Danone is closing its 25-year-old Bridgeton, New Jersey plant-based facility and laying off 114 workers, even as it doubles down on high-protein and ready-to-drink plant-based bets elsewhere.
The headline reads like a retreat. The fuller picture is messier.
Danone is closing its plant-based dairy facility in Bridgeton, New Jersey, eliminating 114 jobs between August and November, as reported by Food Dive. The Bridgeton plant produced Silk and So Delicious milks and creamers, two of the most recognizable names in the US dairy alternative aisle. According to Green Queen, Danone filed a Worker Adjustment and Retraining Notification with the state of New Jersey ahead of the shutdown. Production of Silk and So Delicious will be consolidated into existing facilities in Virginia, Texas, and Florida.
The Bridgeton site opened in 2001 and was described by the company as the first soy protein extraction facility in the United States and the first Danone site to reach 'zero waste to landfill' status. Danone said the closure is part of efforts to restructure its manufacturing network and focus investments on core US operations.
The closure follows comments from Danone CFO and deputy CEO Juergen Esser reportedly describing the company's North American plant-based business as underperforming in 2025. The numbers track. Retail sales of non-dairy milk fell 2% to $2.7 billion in 2025, even though it remains the largest segment within the plant-based category.

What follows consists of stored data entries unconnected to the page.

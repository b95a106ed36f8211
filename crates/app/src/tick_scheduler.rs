//! Periodic driver for `on_tick` attributes.
//!
//! Only objects with their *own* `on_tick` attribute are scheduled —
//! inherited `on_tick` does not auto-schedule, keeping tick cost
//! proportional to the number of objects that actually opted in.

use std::sync::Arc;
use std::time::Duration;

use gaia_glang::interpreter::EvalContext;
use gaia_glang::{parse, Host, Signal};
use tracing::warn;

use crate::world_cache::WorldCache;

/// Default tick period.
pub const DEFAULT_TICK_INTERVAL: Duration = Duration::from_secs(1);

/// The index name the store is expected to maintain: objects whose own
/// attribute map contains `on_tick`. `gaia-adapters`'s document store keeps
/// this current on every `store()` call. Used only to seed the cache with
/// objects it hasn't been asked for yet — the sweep itself enumerates the
/// cache, not the store.
pub const ON_TICK_INDEX: &str = "has_attribute:on_tick";

pub struct TickScheduler {
    cache: Arc<WorldCache>,
    host: Arc<dyn Host>,
    interval: Duration,
}

impl TickScheduler {
    pub fn new(cache: Arc<WorldCache>, host: Arc<dyn Host>) -> Self {
        Self {
            cache,
            host,
            interval: DEFAULT_TICK_INTERVAL,
        }
    }

    pub fn with_interval(mut self, interval: Duration) -> Self {
        self.interval = interval;
        self
    }

    /// Runs forever, firing one tick sweep per `interval`. Intended to be
    /// driven from a `tokio::spawn`'d task joined via `tokio::select!` in
    /// the composition root's run loop.
    pub async fn run(&self) {
        let mut ticker = tokio::time::interval(self.interval);
        loop {
            ticker.tick().await;
            self.sweep().await;
        }
    }

    async fn sweep(&self) {
        let objects = match self.cache.list_with_own_attribute(ON_TICK_INDEX, "on_tick").await {
            Ok(objects) => objects,
            Err(err) => {
                warn!(error = %err, "tick sweep could not list on_tick objects");
                return;
            }
        };

        for object in objects {
            let Some(source) = object.attributes.get("on_tick").map(|v| v.to_gstring()) else {
                continue;
            };
            let node = match parse(&source) {
                Ok(node) => node,
                Err(err) => {
                    warn!(object = %object.id, error = %err, "on_tick parse failure");
                    continue;
                }
            };
            let mut ctx = EvalContext::top_level(object.id.clone(), object.id.clone(), object.id.clone());
            match gaia_glang::eval(&node, &mut ctx, self.host.as_ref()).await {
                Ok(_) | Err(Signal::Return(_)) => {}
                Err(Signal::Error(err)) => {
                    warn!(object = %object.id, error = %err, "on_tick invocation failed");
                }
            }
        }
    }
}

#[cfg(test)]
mod tests {
    use super::*;
    use async_trait::async_trait;
    use gaia_domain::{GValue, Object, ObjectId};
    use gaia_glang::GError;
    use std::sync::atomic::{AtomicUsize, Ordering};

    struct CountingHost(AtomicUsize);

    #[async_trait]
    impl Host for CountingHost {
        async fn get_attr(&self, _: &ObjectId, _: &str) -> Result<Option<GValue>, GError> {
            Ok(None)
        }
        async fn set_attr(&self, _: &ObjectId, _: &str, _: GValue) -> Result<(), GError> {
            Ok(())
        }
        async fn get_object(&self, reference: &str, ctx: &EvalContext) -> Result<ObjectId, GError> {
            let _ = ctx;
            Ok(ObjectId::new(reference))
        }
        async fn send(&self, _: &ObjectId, _: GValue) -> Result<(), GError> {
            Ok(())
        }
        fn log(&self, _message: &str) {
            self.0.fetch_add(1, Ordering::SeqCst);
        }
        async fn load(&self, _: &str, _: &ObjectId, _: &str, _: &EvalContext) -> Result<(), GError> {
            Ok(())
        }
        async fn actor_has_role(&self, _: &ObjectId, _: &str) -> Result<bool, GError> {
            Ok(false)
        }
    }

    struct FakeStore(Vec<Object>);

    #[async_trait]
    impl WorldStorePort for FakeStore {
        async fn fetch(&self, id: &ObjectId) -> Result<Object, gaia_ports::StoreError> {
            self.0
                .iter()
                .find(|o| &o.id == id)
                .cloned()
                .ok_or_else(|| gaia_ports::StoreError::NotFound {
                    entity: "object",
                    id: id.to_string(),
                })
        }
        async fn store(&self, _: &Object, _: Option<&gaia_domain::Revision>) -> Result<gaia_domain::Revision, gaia_ports::StoreError> {
            Ok(gaia_domain::Revision::new("1"))
        }
        async fn delete_by_id(&self, _: &ObjectId, _: Option<&gaia_domain::Revision>) -> Result<(), gaia_ports::StoreError> {
            Ok(())
        }
        async fn list_by_index(&self, _name: &str, _key: &str) -> Result<Vec<Object>, gaia_ports::StoreError> {
            Ok(self.0.clone())
        }
    }

    #[tokio::test]
    async fn sweep_invokes_on_tick_for_every_indexed_object() {
        let mut obj = Object::new(ObjectId::new("#clock"), "a clock");
        obj.set_attribute("on_tick", GValue::Source("[log \"tick\"]".into()));
        let cache = Arc::new(WorldCache::new(Arc::new(FakeStore(vec![obj]))));
        let host = Arc::new(CountingHost(AtomicUsize::new(0)));
        let scheduler = TickScheduler::new(cache, host.clone());
        scheduler.sweep().await;
        assert_eq!(host.0.load(Ordering::SeqCst), 1);
    }

    #[tokio::test]
    async fn sweep_continues_past_a_failing_object() {
        let mut broken = Object::new(ObjectId::new("#broken"), "broken");
        broken.set_attribute("on_tick", GValue::Source("[unknown_fn]".into()));
        let mut ok = Object::new(ObjectId::new("#ok"), "ok");
        ok.set_attribute("on_tick", GValue::Source("[log \"fine\"]".into()));
        let cache = Arc::new(WorldCache::new(Arc::new(FakeStore(vec![broken, ok]))));
        let host = Arc::new(CountingHost(AtomicUsize::new(0)));
        let scheduler = TickScheduler::new(cache, host.clone());
        scheduler.sweep().await;
        assert_eq!(host.0.load(Ordering::SeqCst), 1);
    }

    #[tokio::test]
    async fn sweep_fires_for_a_cache_only_object_never_persisted() {
        let cache = Arc::new(WorldCache::new(Arc::new(FakeStore(vec![]))));
        let mut obj = Object::new(ObjectId::new("#runtime"), "a runtime object");
        obj.set_attribute("on_tick", GValue::Source("[log \"tick\"]".into()));
        cache.put(obj);
        let host = Arc::new(CountingHost(AtomicUsize::new(0)));
        let scheduler = TickScheduler::new(cache, host.clone());
        scheduler.sweep().await;
        assert_eq!(host.0.load(Ordering::SeqCst), 1);
    }
}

Within that decline, the picture splinters. Soy milk sales rose, coconut milk jumped significantly, and non-dairy creamers and yogurts showed growth. The category isn't collapsing. It's sorting itself into winners and losers.
Europe tells a different story entirely. Danone's Alpro brand posted high single-digit growth, and Alpro now captures a majority of the vegan yogurt market across the continent. That segment accounts for a substantial portion of Alpro's overall revenue, with sales expanding by double digits.
The contrast points to something the Bridgeton closure obscures: Danone isn't exiting plant-based. It's repositioning. The company recently acquired Kate Farms and Huel, both plant-based nutrition brands operating in the ready-to-drink beverage segment, which saw strong sales growth last year. It also launched Silk Protein, a soy milk line with high protein content per serving, aimed squarely at consumers chasing the high-protein wave that has, by some accounts, pulled spending back toward dairy. The Guardian recently documented how the protein boom has cut into demand for plant-based alternatives in several markets.
What the closure really signals is the end of the first chapter of mainstream plant-based dairy in the US. The Bridgeton plant was a 2001 bet on a category that didn't yet exist at scale. Twenty-five years later, the category exists, but it has fragmented. Generic almond and oat milk no longer carry the growth story. High-protein, functional, and ready-to-drink formats do.
For the 114 workers in Bridgeton, that distinction means very little. For the broader question of whether plant-based has plateaued or simply matured, it matters quite a bit. A 2% category dip is not the same as a collapse, and a corporation closing a flagship plant while acquiring three others in adjacent segments is not abandoning the bet. It's relocating the chips.
The next phase of plant-based won't be won by the brands that built the category. It'll be won by whoever owns the formats that replaced it: high-protein ready-to-drink shakes competing with whey, functional beverages stacked with adaptogens and fiber, and medical and meal-replacement nutrition lines like Kate Farms and Huel. The carton on the shelf was the entry point. The growth now lives in the bottle, the pouch, and the powder.